Der Einsatz für seine Stadt und gegen rechte Gewalt waren seine Herzensangelegenheit

mlzMarc Kaiser

Marc Kaiser kann keine weitere Demonstration gegen rechte Gewalt und für ein friedliches Zusammenleben mehr organisieren. Der engagierte Schwerter ist tot. Er wurde nur 36 Jahre alt.

Schwerte

, 21.02.2020, 18:00 Uhr / Lesedauer: 1 min

Was bleibt, ist die Erinnerung. Die Erinnerung an einen Schwerter, der seine Stadt bekennend liebte. An einen Feingeist, der sich für das friedvolle Zusammenleben einsetzte. An einen Kollegen, der als freier Mitarbeiter eine Zeitlang vor allem das kulturelle Leben begleitete. Marc Kaiser lebt nicht mehr. Der 36-Jährige, der sich selbst als Philosoph und Schriftsteller bezeichnete, wurde am Freitag tot in seiner Wohnung in der Altstadt aufgefunden.

Der gebürtige Schwerter hatte sein Abitur mit dem Notenschnitt 1,1 am Abendgymnasium in Münster abgelegt.
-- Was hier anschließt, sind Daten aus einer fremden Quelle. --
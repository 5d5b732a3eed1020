//! Illustration cache repository.

use diesel::prelude::*;
use diesel_migrations::{EmbeddedMigrations, MigrationHarness, embed_migrations};
use little_learners_board::TileCatalog;
use std::collections::BTreeMap;
use tracing::{debug, info, instrument};

use crate::db::{CacheStage, DbError, TileImage, schema};

const MIGRATIONS: EmbeddedMigrations = embed_migrations!("migrations");

/// Image cache keyed by tile id.
#[derive(Debug, Clone)]
pub struct ImageCache {
    db_path: String,
}

impl ImageCache {
    /// Opens the cache at `db_path`, creating the schema if needed.
    ///
    /// # Errors
    ///
    /// Returns [`DbError`] if the database cannot be opened or migrated.
    #[instrument(skip(db_path), fields(db_path = %db_path.as_ref()))]
    pub fn open(db_path: impl AsRef<str>) -> Result<Self, DbError> {
        let cache = Self {
            db_path: db_path.as_ref().to_string(),
        };
        let mut conn = cache.connection()?;
        let applied = conn.run_pending_migrations(MIGRATIONS)?;
        info!(path = %cache.db_path, migrations = applied.len(), "Image cache opened");
        Ok(cache)
    }

    /// Establishes a database connection.
    #[instrument(skip(self))]
    fn connection(&self) -> Result<SqliteConnection, DbError> {
        debug!(path = %self.db_path, "Establishing connection");
        SqliteConnection::establish(&self.db_path)
            .map_err(|e| DbError::new(CacheStage::Connect, format!("Failed to connect to '{}': {}", self.db_path, e)))
    }

    /// Stores an entry, replacing any entry with the same id.
    ///
    /// # Errors
    ///
    /// Returns [`DbError`] if a database error occurs.
    #[instrument(skip(self, image), fields(tile_id = image.id()))]
    pub fn save(&self, image: &TileImage) -> Result<(), DbError> {
        let mut conn = self.connection()?;
        diesel::replace_into(schema::tile_images::table)
            .values(image)
            .execute(&mut conn)?;
        debug!("Image saved");
        Ok(())
    }

    /// Stores every entry in a single transaction; either all land or none.
    ///
    /// # Errors
    ///
    /// Returns [`DbError`] if a database error occurs; nothing is written.
    #[instrument(skip(self, images), fields(count = images.len()))]
    pub fn upsert_all(&self, images: &[TileImage]) -> Result<usize, DbError> {
        let mut conn = self.connection()?;
        let written = conn.transaction::<_, DbError, _>(|conn| {
            let mut written = 0;
            for image in images {
                written += diesel::replace_into(schema::tile_images::table)
                    .values(image)
                    .execute(conn)?;
            }
            Ok(written)
        })?;
        info!(written, "Images upserted");
        Ok(written)
    }

    /// Every entry, valid or not, ordered by id.
    ///
    /// # Errors
    ///
    /// Returns [`DbError`] if a database error occurs.
    #[instrument(skip(self))]
    pub fn all(&self) -> Result<Vec<TileImage>, DbError> {
        let mut conn = self.connection()?;
        let images = schema::tile_images::table
            .order(schema::tile_images::id.asc())
            .select(TileImage::as_select())
            .load(&mut conn)?;
        debug!(count = images.len(), "Images loaded");
        Ok(images)
    }

    /// Looks up one entry.
    ///
    /// # Errors
    ///
    /// Returns [`DbError`] if a database error occurs.
    #[instrument(skip(self))]
    pub fn get(&self, tile_id: u32) -> Result<Option<TileImage>, DbError> {
        let mut conn = self.connection()?;
        let image = schema::tile_images::table
            .find(tile_id as i32)
            .select(TileImage::as_select())
            .first(&mut conn)
            .optional()?;
        Ok(image)
    }

    /// Image references whose fingerprint matches the current tile content,
    /// keyed by tile id. Stale entries and entries for unknown tiles are
    /// skipped.
    ///
    /// # Errors
    ///
    /// Returns [`DbError`] if a database error occurs.
    #[instrument(skip(self, catalog), fields(tiles = catalog.len()))]
    pub fn load_valid(&self, catalog: &TileCatalog) -> Result<BTreeMap<u32, String>, DbError> {
        let images = self.all()?;
        let total = images.len();
        let valid: BTreeMap<u32, String> = images
            .into_iter()
            .filter(|image| {
                u32::try_from(*image.id())
                    .ok()
                    .and_then(|id| catalog.get(id))
                    .is_some_and(|tile| image.matches(tile))
            })
            .map(|image| (*image.id() as u32, image.image_ref().clone()))
            .collect();
        info!(total, valid = valid.len(), "Cached illustrations validated");
        Ok(valid)
    }
}

#[cfg(test)]
mod tests {
    use super::*;
    use tempfile::NamedTempFile;

    fn cache() -> (NamedTempFile, ImageCache) {
        let file = NamedTempFile::new().expect("temp file");
        let path = file.path().to_str().expect("utf-8 path").to_string();
        let cache = ImageCache::open(path).expect("open cache");
        (file, cache)
    }

    #[test]
    fn test_save_replaces_by_id() {
        let (_file, cache) = cache();
        let catalog = TileCatalog::standard();
        let tile = catalog.get(4).unwrap();
        cache.save(&TileImage::for_tile(tile, "first")).unwrap();
        cache.save(&TileImage::for_tile(tile, "second")).unwrap();
        let all = cache.all().unwrap();
        assert_eq!(all.len(), 1);
        assert_eq!(all[0].image_ref(), "second");
    }

    #[test]
    fn test_load_valid_skips_stale() {
        let (_file, cache) = cache();
        let catalog = TileCatalog::standard();
        cache.save(&TileImage::for_tile(catalog.get(2).unwrap(), "fresh")).unwrap();
        cache
            .save(&TileImage::new(3, "3:Old:Old text:speaking".into(), "stale".into(), 1))
            .unwrap();
        cache
            .save(&TileImage::new(42, "42:Gone:Gone:general".into(), "orphan".into(), 1))
            .unwrap();
        let valid = cache.load_valid(&catalog).unwrap();
        assert_eq!(valid.len(), 1);
        assert_eq!(valid.get(&2).map(String::as_str), Some("fresh"));
    }

    #[test]
    fn test_get_missing() {
        let (_file, cache) = cache();
        assert!(cache.get(7).unwrap().is_none());
    }

    #[test]
    fn test_reopen_keeps_data() {
        let (file, cache) = cache();
        let catalog = TileCatalog::standard();
        cache.save(&TileImage::for_tile(catalog.get(5).unwrap(), "img")).unwrap();
        let reopened = ImageCache::open(file.path().to_str().unwrap()).unwrap();
        assert!(reopened.get(5).unwrap().is_some());
    }
}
Mit einem Stipendium des größten deutschen Begabtenförderungswerkes, der Studienstiftung des deutschen Volkes, nahm er ein Psychologiestudium in Marburg auf.

Privataudienz beim deutschen Papst

In Münster hatte Marc Kaiser bei der Tätigkeit für einen Pflegedienst einen Theologie-Professor kennen gelernt. Weihnachten 2011 durfte er den Rollstuhlfahrer bei einer Privataudienz beim damaligen Papst Benedikt XVI. begleiten und sogar den Papstring küssen.

Die Schwerter Zeitung berichtete darüber und konnte Marc Kaiser, der auch über eine ausgebildete Gesangsstimme verfügte, Mitte 2018 als freien Mitarbeiter gewinnen. Ende vergangenen Jahres organisierte er noch drei Demonstrationen in der Stadt, die ein Zeichen gegen rechte Gewalt und für die Liebe als Heilmittel setzen sollten.